Regulator’s ‘failings’ to be probed during inquest into death of nurse Amelia Morten-Scott

A coroner is set to probe whether “failings” by the UK’s nursing regulator caused or contributed to the death of a nurse who was under investigation by the watchdog,The Independent can reveal.
The actions of the Nursing and Midwifery Council (NMC) will be probed by the coroner for Somerset, Mr Stephen Covell, in relation to the death of 34-year-old nurse Amelia Morten-Scott.
Ms Morten-Scott died in October 2023. The cause of her death will be examined by a full inquest later this year.
During a pre-inquest hearing on Tuesday, it was revealed that, at the time of her death, Ms Morten-Scott was subject to a fitness to practice investigation by the NMC.
Coroner Covell said it was appropriate for the inquest to examine both the “actions and omissions” in relation to the NMC’s investigation, as well as any impact delays in the probe may have had on her mental state.
The findings of an internal report carried out by the NMC into its actions following Ms Morten-Scott’s death will also feature as part of the scope of the inquest.

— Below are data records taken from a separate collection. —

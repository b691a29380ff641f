use once_cell::sync::Lazy;
use regex::Regex;
use std::borrow::Cow;

static SOURCE_MAP: Lazy<Regex> = Lazy::new(|| {
    Regex::new(r"(/\*#\s*sourceMappingURL=.*?\*/|//#\s*sourceMappingURL=.*)")
        .expect("Invalid source map regex")
});

/// Removes `sourceMappingURL` comments, block and line forms
///
/// Everything outside the comments is left untouched.
pub fn strip_source_maps(content: &str) -> Cow<'_, str> {
    SOURCE_MAP.replace_all(content, "")
}
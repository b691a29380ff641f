//! Per-kind processing of a fetched asset
//!
//! - Stylesheets: fonts localized and dispatched as secondary jobs
//! - Scripts: stylesheet literals dispatched; the script is stored once those
//!   jobs are terminal, with the literals pointing at the local copies
//! - Everything else: stored as fetched

use crate::engine::fetcher::{fetch_asset, FetchedAsset};
use crate::engine::job::{AssetError, AssetKind, AssetResult, Job};
use crate::engine::scheduler::{Dispatcher, Execution, JobExecutor};
use crate::rewrite::relative_to_root;
use crate::storage::{local_file_name, NameRegistry, StorageSink};
use crate::transform::{
    find_stylesheet_references, localize_script, localize_stylesheet, strip_source_maps,
};
use async_trait::async_trait;
use reqwest::Client;
use std::collections::HashMap;
use std::sync::Arc;

/// Fetches, transforms and stores assets
#[derive(Clone)]
pub struct AssetProcessor {
    client: Client,
    storage: Arc<dyn StorageSink>,
    names: Arc<NameRegistry>,
}

impl AssetProcessor {
    pub fn new(client: Client, storage: Arc<dyn StorageSink>, names: Arc<NameRegistry>) -> Self {
        Self {
            client,
            storage,
            names,
        }
    }

    /// Writes `bytes` under the job's local name and returns the stored path
    fn persist(&self, job: &Job, fetched: &FetchedAsset, bytes: &[u8]) -> AssetResult {
        let desired = local_file_name(job.kind, &fetched.final_url, fetched.content_type.as_deref());
        let name = self.names.claim(job.key(), &desired);

        self.storage
            .put(&name, bytes)
            .map(|path| path.to_string_lossy().into_owned())
            .map_err(|e| AssetError::Storage {
                path: name,
                message: e.to_string(),
            })
    }

    fn process_stylesheet(&self, job: &Job, fetched: &FetchedAsset, dispatcher: &Dispatcher) -> AssetResult {
        let localized = localize_stylesheet(&fetched.text(), &fetched.final_url, &self.names);
        for font in localized.fonts {
            dispatcher.dispatch(font);
        }
        self.persist(job, fetched, localized.css.as_bytes())
    }

    fn process_script(&self, job: &Job, fetched: FetchedAsset, dispatcher: &Dispatcher) -> Execution {
        let js = strip_source_maps(&fetched.text()).into_owned();

        // A literal naming the script itself is left as written
        let pending: Vec<_> = find_stylesheet_references(&js, &job.base)
            .into_iter()
            .filter(|reference| reference.url.as_str() != job.key())
            .filter_map(|reference| {
                let dependency = Job::new(
                    reference.url,
                    AssetKind::Style,
                    reference.literal.clone(),
                    job.base.clone(),
                );
                dispatcher
                    .dispatch_and_watch(dependency)
                    .map(|completion| (reference.literal, completion))
            })
            .collect();

        if pending.is_empty() {
            return Execution::Done(self.persist(job, &fetched, js.as_bytes()));
        }

        let processor = self.clone();
        let job = job.clone();
        Execution::Pending(Box::pin(async move {
            let mut replacements = HashMap::new();
            for (literal, completion) in pending {
                match completion.wait().await {
                    Ok(path) => {
                        let local = relative_to_root(&path, processor.storage.root());
                        replacements.insert(literal, local);
                    }
                    Err(e) => tracing::debug!("Keeping script literal {}: {}", literal, e),
                }
            }

            let js = localize_script(&js, &replacements);
            processor.persist(&job, &fetched, js.as_bytes())
        }))
    }
}

#[async_trait]
impl JobExecutor for AssetProcessor {
    async fn execute(&self, job: &Job, dispatcher: &Dispatcher) -> Execution {
        let fetched = match fetch_asset(&self.client, &job.url).await {
            Ok(fetched) => fetched,
            Err(e) => return Execution::Done(Err(e)),
        };

        match job.kind {
            AssetKind::Style => Execution::Done(self.process_stylesheet(job, &fetched, dispatcher)),
            AssetKind::Script => self.process_script(job, fetched, dispatcher),
            AssetKind::Image | AssetKind::Font | AssetKind::Manifest | AssetKind::Json => {
                Execution::Done(self.persist(job, &fetched, &fetched.body))
            }
        }
    }
}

The coroner has not ruled yet on any findings, only the scope of the inquest.
Ms Morten-Scott’s inquest comes two years after the publication of damning independent investigation into the NMC’s culture, prompted by a series of exposés from The Independent.
The investigation, chaired by former public prosecutor Nazir Afzal, found a “toxic” culture and “dysfunction” that was putting both nurses and the public at risk. The NMC regulates more than 800,000 nurses, midwives and nursing associates in the UK.

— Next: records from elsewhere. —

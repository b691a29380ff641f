//! Worker pool that runs download jobs
//!
//! This module handles:
//! - A fixed number of workers pulling from the two-tier [`JobQueue`]
//! - Deduplication of jobs by canonical URL
//! - Retries through delayed re-queueing with a bounded number of timers
//! - Secondary jobs submitted by running jobs, and continuations that wait
//!   for them without holding a worker
//! - Termination at the work fixed point

use crate::config::ScraperConfig;
use crate::engine::job::{AssetError, AssetKind, AssetResult, Job, JobOutcome};
use crate::engine::progress::{spawn_reporter, Counters, ProgressSink};
use crate::engine::queue::JobQueue;
use crate::engine::registry::{Registration, Registry};
use crate::rewrite::AssetMap;
use async_trait::async_trait;
use futures::future::BoxFuture;
use std::sync::{Arc, Mutex, PoisonError};
use std::time::{Duration, Instant};
use thiserror::Error;
use tokio::sync::{watch, Semaphore};
use tokio::task::JoinHandle;

/// Errors returned by the scheduler API
#[derive(Debug, Error)]
pub enum SchedulerError {
    #[error("scheduler is closed, no further jobs are accepted")]
    Closed,
}

/// Pool settings derived from [`ScraperConfig`]
#[derive(Debug, Clone)]
pub struct PoolSettings {
    pub workers: usize,
    pub max_attempts: u32,
    pub retry_base_delay: Duration,
    pub queue_capacity: usize,
    pub max_pending_retries: usize,
    pub progress_interval: Duration,
}

impl From<&ScraperConfig> for PoolSettings {
    fn from(config: &ScraperConfig) -> Self {
        Self {
            workers: config.workers as usize,
            max_attempts: config.max_attempts,
            retry_base_delay: Duration::from_millis(config.retry_base_delay_ms),
            queue_capacity: config.effective_queue_capacity(),
            max_pending_retries: config.effective_pending_retries(),
            progress_interval: Duration::from_millis(config.progress_interval_ms),
        }
    }
}

impl Default for PoolSettings {
    fn default() -> Self {
        Self::from(&ScraperConfig::default())
    }
}

/// What a worker gets back from an executor
pub enum Execution {
    /// The job reached a result on this worker
    Done(AssetResult),
    /// The job waits on other jobs; the scheduler drives the continuation on
    /// its own task and the worker moves on
    Pending(BoxFuture<'static, AssetResult>),
}

/// Runs a single attempt of a job
#[async_trait]
pub trait JobExecutor: Send + Sync + 'static {
    async fn execute(&self, job: &Job, dispatcher: &Dispatcher) -> Execution;
}

/// Handle on the terminal result of a job
pub struct Completion {
    url: String,
    receiver: watch::Receiver<Option<AssetResult>>,
}

impl Completion {
    /// Waits until the job has been finalized
    pub async fn wait(mut self) -> AssetResult {
        match self.receiver.wait_for(Option::is_some).await {
            Ok(state) => state
                .clone()
                .unwrap_or_else(|| Err(AssetError::Abandoned(self.url.clone()))),
            Err(_) => Err(AssetError::Abandoned(self.url.clone())),
        }
    }
}

struct Shared {
    queue: JobQueue,
    registry: Registry,
    counters: Arc<Counters>,
    retry_slots: Arc<Semaphore>,
    settings: PoolSettings,
    failures: Mutex<Vec<JobOutcome>>,
}

impl Shared {
    /// Registers an internal job; returns its completion handle
    ///
    /// Returns `None` when the URL belongs to a script that has not finished,
    /// since waiting on it could close a cycle.
    fn accept_internal(self: &Arc<Self>, job: Job) -> Option<Completion> {
        let url = job.key().to_string();
        self.queue.begin();
        match self.registry.register(&job) {
            Registration::New(receiver) => {
                self.counters.accepted();
                tracing::debug!("Queued secondary {} {}", job.kind, job.url);
                self.queue.push(job);
                Some(Completion { url, receiver })
            }
            Registration::Duplicate(receiver) => {
                self.queue.finish();
                Some(Completion { url, receiver })
            }
            Registration::PendingScript => {
                self.queue.finish();
                tracing::debug!("Not waiting on unfinished script {}", url);
                None
            }
        }
    }

    /// Handles the result of one attempt
    async fn settle(self: &Arc<Self>, mut job: Job, result: AssetResult) {
        let result = match result {
            Ok(path) if path.is_empty() => Err(AssetError::Storage {
                path: job.url.to_string(),
                message: "empty local path".to_string(),
            }),
            other => other,
        };

        match result {
            Err(error) if error.is_retryable() && job.attempt() < self.settings.max_attempts => {
                let permit = match self.retry_slots.clone().acquire_owned().await {
                    Ok(permit) => permit,
                    Err(_) => {
                        self.finalize(job, Err(error));
                        return;
                    }
                };

                job.retry_count += 1;
                let delay = self.settings.retry_base_delay * job.retry_count;
                tracing::debug!(
                    "Retrying {} in {:?} (attempt {}/{}): {}",
                    job.url,
                    delay,
                    job.attempt(),
                    self.settings.max_attempts,
                    error
                );

                let shared = self.clone();
                tokio::spawn(async move {
                    tokio::time::sleep(delay).await;
                    shared.queue.push(job);
                    drop(permit);
                });
            }
            result => self.finalize(job, result),
        }
    }

    /// Records the terminal result of a job, exactly once per accepted job
    fn finalize(&self, job: Job, result: AssetResult) {
        self.registry.complete(&job, &result);
        self.counters.finished(result.is_ok());

        match &result {
            Ok(path) => tracing::debug!("Stored {} -> {}", job.url, path),
            Err(error) if job.kind == AssetKind::Font => {
                tracing::debug!("Font unavailable: {}", error)
            }
            Err(error) => tracing::warn!(
                "Failed {} {} after {} attempt(s): {}",
                job.kind,
                job.url,
                job.attempt(),
                error
            ),
        }

        if result.is_err() {
            let attempts = job.attempt();
            self.failures
                .lock()
                .unwrap_or_else(PoisonError::into_inner)
                .push(JobOutcome {
                    job,
                    attempts,
                    result,
                });
        }

        self.queue.finish();
    }
}

/// Submission handle given to executors
///
/// Jobs submitted here bypass the queue bound and are accepted even after the
/// scheduler was closed: they belong to the work tree of a running job.
#[derive(Clone)]
pub struct Dispatcher {
    shared: Arc<Shared>,
}

impl Dispatcher {
    /// Submits a secondary job without waiting for it
    pub fn dispatch(&self, job: Job) {
        self.shared.accept_internal(job);
    }

    /// Submits a secondary job and returns a handle on its result
    ///
    /// When the URL is already known the handle follows the existing job.
    /// `None` means the URL is a script that is still running; its result
    /// cannot be waited on.
    pub fn dispatch_and_watch(&self, job: Job) -> Option<Completion> {
        self.shared.accept_internal(job)
    }
}

/// Summary handed back by [`Scheduler::collect`]
#[derive(Debug, Clone)]
pub struct PoolReport {
    pub asset_map: AssetMap,
    pub succeeded: usize,
    pub failed: usize,
    pub failures: Vec<JobOutcome>,
    pub elapsed: Duration,
}

/// Fixed-size worker pool
pub struct Scheduler {
    shared: Arc<Shared>,
    workers: Vec<JoinHandle<()>>,
    reporter: JoinHandle<()>,
    progress: Arc<dyn ProgressSink>,
    started: Instant,
}

impl Scheduler {
    /// Starts the workers and the progress reporter
    ///
    /// Must be called from within a tokio runtime.
    ///
    /// # Arguments
    ///
    /// * `settings` - Pool size, retry policy and bounds
    /// * `executor` - Runs a single attempt of a job
    /// * `progress` - Receives periodic `(completed, total)` snapshots
    pub fn start(
        settings: PoolSettings,
        executor: Arc<dyn JobExecutor>,
        progress: Arc<dyn ProgressSink>,
    ) -> Self {
        let counters = Arc::new(Counters::default());
        let shared = Arc::new(Shared {
            queue: JobQueue::new(settings.queue_capacity),
            registry: Registry::default(),
            counters: counters.clone(),
            retry_slots: Arc::new(Semaphore::new(settings.max_pending_retries.max(1))),
            settings: settings.clone(),
            failures: Mutex::new(Vec::new()),
        });

        let workers = (0..settings.workers.max(1))
            .map(|id| tokio::spawn(run_worker(id, shared.clone(), executor.clone())))
            .collect();

        let reporter = spawn_reporter(counters, progress.clone(), settings.progress_interval);

        tracing::debug!("Started {} workers", settings.workers);

        Self {
            shared,
            workers,
            reporter,
            progress,
            started: Instant::now(),
        }
    }

    /// Submits a job
    ///
    /// Waits while the queue is full. Dropping the returned future while it
    /// waits finalizes the job as abandoned, so `collect()` still terminates.
    ///
    /// # Returns
    ///
    /// * `Ok(true)` - The job was queued
    /// * `Ok(false)` - The canonical URL was already known; origins were merged
    /// * `Err(SchedulerError::Closed)` - `close()` was already called
    pub async fn submit(&self, job: Job) -> Result<bool, SchedulerError> {
        if !self.shared.queue.try_begin() {
            return Err(SchedulerError::Closed);
        }

        match self.shared.registry.register(&job) {
            Registration::New(_) => {
                self.shared.counters.accepted();
                tracing::trace!("Queued {} {}", job.kind, job.url);

                let mut guard = PendingSubmit {
                    shared: &self.shared,
                    job: Some(job.clone()),
                };
                self.shared.queue.push_bounded(job).await;
                guard.job = None;
                Ok(true)
            }
            Registration::Duplicate(_) | Registration::PendingScript => {
                self.shared.queue.finish();
                Ok(false)
            }
        }
    }

    /// Stops accepting external jobs; running work and its secondary jobs
    /// still complete
    pub fn close(&self) {
        self.shared.queue.close();
    }

    /// Handle for submitting internal jobs
    pub fn dispatcher(&self) -> Dispatcher {
        Dispatcher {
            shared: self.shared.clone(),
        }
    }

    /// Closes the scheduler and waits for the work fixed point
    ///
    /// Returns once no job is queued, running, pending on a continuation or
    /// sleeping in a retry timer.
    pub async fn collect(self) -> PoolReport {
        self.close();

        for worker in self.workers {
            if let Err(e) = worker.await {
                tracing::error!("Worker task failed: {}", e);
            }
        }

        self.reporter.abort();
        let (completed, total) = self.shared.counters.snapshot();
        self.progress.on_progress(completed, total);

        let failures = std::mem::take(
            &mut *self
                .shared
                .failures
                .lock()
                .unwrap_or_else(PoisonError::into_inner),
        );

        PoolReport {
            asset_map: self.shared.registry.asset_map(),
            succeeded: self.shared.counters.succeeded(),
            failed: failures.len(),
            failures,
            elapsed: self.started.elapsed(),
        }
    }
}

/// Finalizes a submitted job whose push never happened
struct PendingSubmit<'a> {
    shared: &'a Arc<Shared>,
    job: Option<Job>,
}

impl Drop for PendingSubmit<'_> {
    fn drop(&mut self) {
        if let Some(job) = self.job.take() {
            let url = job.url.to_string();
            self.shared.finalize(job, Err(AssetError::Abandoned(url)));
        }
    }
}

async fn run_worker(id: usize, shared: Arc<Shared>, executor: Arc<dyn JobExecutor>) {
    let dispatcher = Dispatcher {
        shared: shared.clone(),
    };

    while let Some(job) = shared.queue.pop().await {
        tracing::trace!("Worker {} took {} (attempt {})", id, job.url, job.attempt());

        match executor.execute(&job, &dispatcher).await {
            Execution::Done(result) => shared.settle(job, result).await,
            Execution::Pending(continuation) => {
                let shared = shared.clone();
                tokio::spawn(async move {
                    let result = continuation.await;
                    shared.settle(job, result).await;
                });
            }
        }
    }

    tracing::trace!("Worker {} exiting", id);
}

The scope for the inquest, as set out by the coroner, said: “The scope of the inquest should cover primarily Amelia’s actions, her contact with others, and her apparent mental state in the month leading up to her being discovered deceased in her flat on 30 October 2023.
“Included within the scope of the inquest will be a consideration of what factors may have caused or contributed to Amelia’s apparent actions to end her life. It is in the interest of Amelia’s family and the public that there should be consideration of whether the fitness to practice investigation by the NMC which concluded in early June 2023, was one of those factors.”

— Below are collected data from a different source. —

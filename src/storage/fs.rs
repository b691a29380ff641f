//! Filesystem storage backend
//!
//! Files are written to a temporary file in the destination directory and then
//! renamed into place, so a crash never leaves a truncated asset behind.

use crate::storage::naming::ASSETS_DIR;
use crate::storage::traits::{check_relative, StorageError, StorageResult, StorageSink};
use std::fs;
use std::io::Write;
use std::path::{Path, PathBuf};
use tempfile::NamedTempFile;

/// Directories created below the root by [`FsStorage::prepare`]
const LAYOUT: &[&str] = &["assets", "assets/images", "assets/fonts"];

/// Stores assets below a directory on the local filesystem
#[derive(Debug, Clone)]
pub struct FsStorage {
    root: PathBuf,
}

impl FsStorage {
    /// Opens a storage rooted at `root`, creating the directory if needed
    pub fn new(root: impl Into<PathBuf>) -> StorageResult<Self> {
        let root = root.into();
        fs::create_dir_all(&root)?;
        Ok(Self { root })
    }

    /// Prepares the mirror layout
    ///
    /// Cleaning only removes what a previous mirror wrote: the `assets/`
    /// tree and the document file. Anything else in `root` is left alone.
    /// A root that is the working directory or one of its ancestors is
    /// never cleaned.
    ///
    /// # Arguments
    ///
    /// * `root` - Output directory
    /// * `document` - File name of the mirrored page inside `root`
    /// * `clean` - Remove the previous mirror first
    ///
    /// # Returns
    ///
    /// * `Ok(FsStorage)` - Directory exists with `assets/`, `assets/images/`
    ///   and `assets/fonts/` inside
    /// * `Err(StorageError)` - The root could not be cleaned or created
    pub fn prepare(root: impl Into<PathBuf>, document: &str, clean: bool) -> StorageResult<Self> {
        let root = root.into();
        check_relative(document)?;

        if clean && root.exists() {
            ensure_not_working_directory(&root)?;
            tracing::info!("Removing previous mirror at {}", root.display());

            let assets = root.join(ASSETS_DIR);
            if assets.is_dir() {
                fs::remove_dir_all(&assets)?;
            }
            let page = root.join(document);
            if page.is_file() {
                fs::remove_file(&page)?;
            }
        }

        for dir in LAYOUT {
            fs::create_dir_all(root.join(dir))?;
        }

        Ok(Self { root })
    }
}

fn ensure_not_working_directory(root: &Path) -> StorageResult<()> {
    let root = fs::canonicalize(root)?;
    let cwd = std::env::current_dir().and_then(fs::canonicalize)?;

    if cwd.starts_with(&root) {
        return Err(StorageError::UnsafeClean(root.display().to_string()));
    }
    Ok(())
}

impl StorageSink for FsStorage {
    fn root(&self) -> &Path {
        &self.root
    }

    fn put(&self, relative_path: &str, bytes: &[u8]) -> StorageResult<PathBuf> {
        check_relative(relative_path)?;

        let destination = self.root.join(relative_path);
        let parent = destination
            .parent()
            .ok_or_else(|| StorageError::InvalidPath(relative_path.to_string()))?;
        fs::create_dir_all(parent)?;

        let mut staged = NamedTempFile::new_in(parent)?;
        staged.write_all(bytes)?;
        staged.flush()?;
        staged
            .persist(&destination)
            .map_err(|e| StorageError::Persist {
                path: destination.display().to_string(),
                source: e.error,
            })?;

        tracing::trace!("Stored {} ({} bytes)", destination.display(), bytes.len());
        Ok(destination)
    }
}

Coroner Covell said he would also consider any delays or breaches of procedure or guidance.
The NMC’s representative asked the court for the scope of the inquest to be limited to exclude any delays identified in the fitness to practice hearing.
However, in his ruling on Tuesday, Coroner Covell said: “I consider part of the substantial truth of Amelia’s case will need consideration of not only the fact that Amelia was subject to a fitness to practice investigation but also whether the delays and any other acts or omissions which have been highlighted in the NMC’s investigation into the fitness to practice investigation that was carried out, caused or contributed, [more than minimally] to Amelia’s mental health and to her taking her own life.”
He added that the scope “will not extend to conducting the coroner’s own investigation into how the NMC carried out its investigation into the FTP, but will consider, and also the expert evidence will consider the extent to which failings already highlighted in the evidence of the NMC caused or contributed to the mental state and may have contributed to Amelia taking her own life.”
An NMC spokesperson said: “The loss of Amelia is a tragedy, and we offer our sincere condolences to her family and friends. We’re committed to assisting the coroner to determine the circumstances of Amelia’s death, and it wouldn’t be appropriate for us to comment further while the inquest is ongoing.”
The full inquest will take place at a later date.